Penthouse : mythe et symbole de statut
- Dans 'Femmes au bord de la crise de nerfs' (1988), Pedro Almodóvar utilise un penthouse madrilène comme décor emblématique de refuge et de distinction sociale.
- La Communauté de Madrid a acheté un ático de luxe à Chamberí, présenté comme présumée résidence de fonction liée à Ayuso, puis mis en vente dans un climat de suspicions non
- L'attrait culturel et aspirationnel du penthouse — élévation physique comme métaphore sociale — reste intact, de la fiction cinématographique aux scandales politiques
" Voilà des mois que j'ai emménagé dans cet ático avec Iván. Le monde s'effondrait autour de moi et je voulais me sauver, le sauver. " La voix off de Pepa Marcos, incarnée par Carmen Maura dans Femmes au bord de la crise de nerfs (Pedro Almodóvar, 1988), pose d'emblée les termes d'une équation que l'époque n'a pas résolue : le penthouse comme refuge élevé au-dessus d'un monde extérieur hostile, espace d'intimité et de rédemption autant que signe extérieur de réussite.
Un mythe cinématographique ancré dans le réel
La force du film d'Almodóvar tient à sa capacité de mêler vaudeville, slapstick à inflexions madrilènes et mélodrame amoureux dans un seul appartement en terrasse.

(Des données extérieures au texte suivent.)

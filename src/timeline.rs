use std::collections::BTreeSet;

use crate::{
    core::{Point, Vec2},
    ease::Ease,
    error::{SwapmotionError, SwapmotionResult},
    scene::VisualObject,
};

/// One property change applied to one object over a step's duration.
#[derive(Clone, Debug, serde::Serialize, serde::Deserialize)]
pub enum Transformation {
    /// Make the object fully visible at the step's start frame.
    Reveal,
    /// Opacity 0 -> 1 over the step duration.
    FadeIn,
    /// Opacity -> 0 over the step duration, with an optional positional
    /// drift applied while vanishing. Recorded anchors are unaffected.
    FadeOut { shift: Vec2 },
    /// Glide to an absolute destination. An object that has never been
    /// shown becomes visible at the step's start frame.
    MoveTo { to: Point },
}

#[derive(Clone, Debug, serde::Serialize, serde::Deserialize)]
pub struct Action {
    pub object: String,
    pub transformation: Transformation,
}

/// A synchronization barrier: every action starts at the step's start frame
/// and ends exactly `duration_units` later. The next entry is not
/// interpreted until all actions have completed.
#[derive(Clone, Debug, serde::Serialize, serde::Deserialize)]
pub struct Step {
    pub actions: Vec<Action>,
    pub duration_units: f64,
    pub ease: Ease,
}

#[derive(Clone, Debug, serde::Serialize, serde::Deserialize)]
pub enum Entry {
    /// Construct objects. Spawned objects are latent (fully transparent)
    /// until a step shows them.
    Spawn(Vec<VisualObject>),
    Play(Step),
    /// Pure clock advance, no visual change.
    Wait(f64),
}

#[derive(Clone, Debug, serde::Serialize, serde::Deserialize)]
pub struct Timeline {
    pub entries: Vec<Entry>,
}

impl Timeline {
    /// Walk the entries in declared order, tracking the spawned id set.
    /// Referencing an object before its `Spawn` is the one modeled error
    /// class and aborts the whole render.
    pub fn validate(&self) -> SwapmotionResult<()> {
        let mut spawned = BTreeSet::<&str>::new();

        for entry in &self.entries {
            match entry {
                Entry::Spawn(objects) => {
                    for obj in objects {
                        if obj.id.trim().is_empty() {
                            return Err(SwapmotionError::validation(
                                "object id must be non-empty",
                            ));
                        }
                        if !obj.size_px.is_finite() || obj.size_px <= 0.0 {
                            return Err(SwapmotionError::validation(format!(
                                "object '{}' has invalid size_px",
                                obj.id
                            )));
                        }
                        if !spawned.insert(obj.id.as_str()) {
                            return Err(SwapmotionError::validation(format!(
                                "duplicate object id '{}'",
                                obj.id
                            )));
                        }
                    }
                }
                Entry::Play(step) => {
                    if step.actions.is_empty() {
                        return Err(SwapmotionError::validation(
                            "step must have at least one action",
                        ));
                    }
                    if !step.duration_units.is_finite() || step.duration_units < 0.0 {
                        return Err(SwapmotionError::validation(
                            "step duration must be finite and >= 0",
                        ));
                    }
                    for action in &step.actions {
                        if !spawned.contains(action.object.as_str()) {
                            return Err(SwapmotionError::choreography(format!(
                                "object '{}' referenced before it was spawned",
                                action.object
                            )));
                        }
                    }
                }
                Entry::Wait(units) => {
                    if !units.is_finite() || *units < 0.0 {
                        return Err(SwapmotionError::validation(
                            "wait duration must be finite and >= 0",
                        ));
                    }
                }
            }
        }

        Ok(())
    }

    /// Sum of all declared step durations and waits, in time units.
    pub fn total_units(&self) -> f64 {
        self.entries
            .iter()
            .map(|e| match e {
                Entry::Spawn(_) => 0.0,
                Entry::Play(step) => step.duration_units,
                Entry::Wait(units) => *units,
            })
            .sum()
    }
}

Or ce cadre fictif résonne singulièrement avec une actualité bien réelle : l'acquisition, par la Communauté de Madrid, d'un ático de luxe situé dans le quartier de Chamberí, présenté comme une présumée résidence de fonction liée à Isabel Ayuso, puis mis en vente dans un climat de suspicions et d'interrogations demeurées sans réponse. L'affaire reste entourée de zones d'ombre, et il serait prématuré d'affirmer que tous les rebondissements sont derrière nous.
Dans le film, l'agent immobilier — interprété par Agustín Almodóvar — promettait à Pepa de " lui en tirer un bon prix " dès qu'elle envisageait de mettre le bien en location. La coïncidence avec les décisions prises autour de l'appartement madrilène réel n'est pas sans ironie : la réalité semble parfois décider de surenchérir sur les scénarios les plus extravagants.
L'aura aspirationnelle du dernier étage
Au-delà de l'anecdote politique ou cinématographique, la question posée est plus profonde : pourquoi le penthouse exerce-t-il une telle fascination ? L'élévation physique traduit une élévation sociale fantasmée ; la terrasse offre la promesse d'un point de vue surplombant, d'une mise à distance du chaos urbain. Ce que la source du film et l'affaire madrilène partagent, c'est précisément cette aura aspirationnelle que déploient aujourd'hui les appartements en attique — symboles d'un désir collectif que ni la fiction ni le scandale ne parviennent à épuiser.
Si les responsables de l'affaire de l'ático madrilène ne semblent guère maîtriser l'ordre narratif de leur propre feuilleton, ils paraissent en revanche partager avec beaucoup de leurs contemporains une dévotion sincère pour ce que représente le dernier étage : hauteur, distinction, et l'illusion persistante de s'élever au-dessus de la mêlée.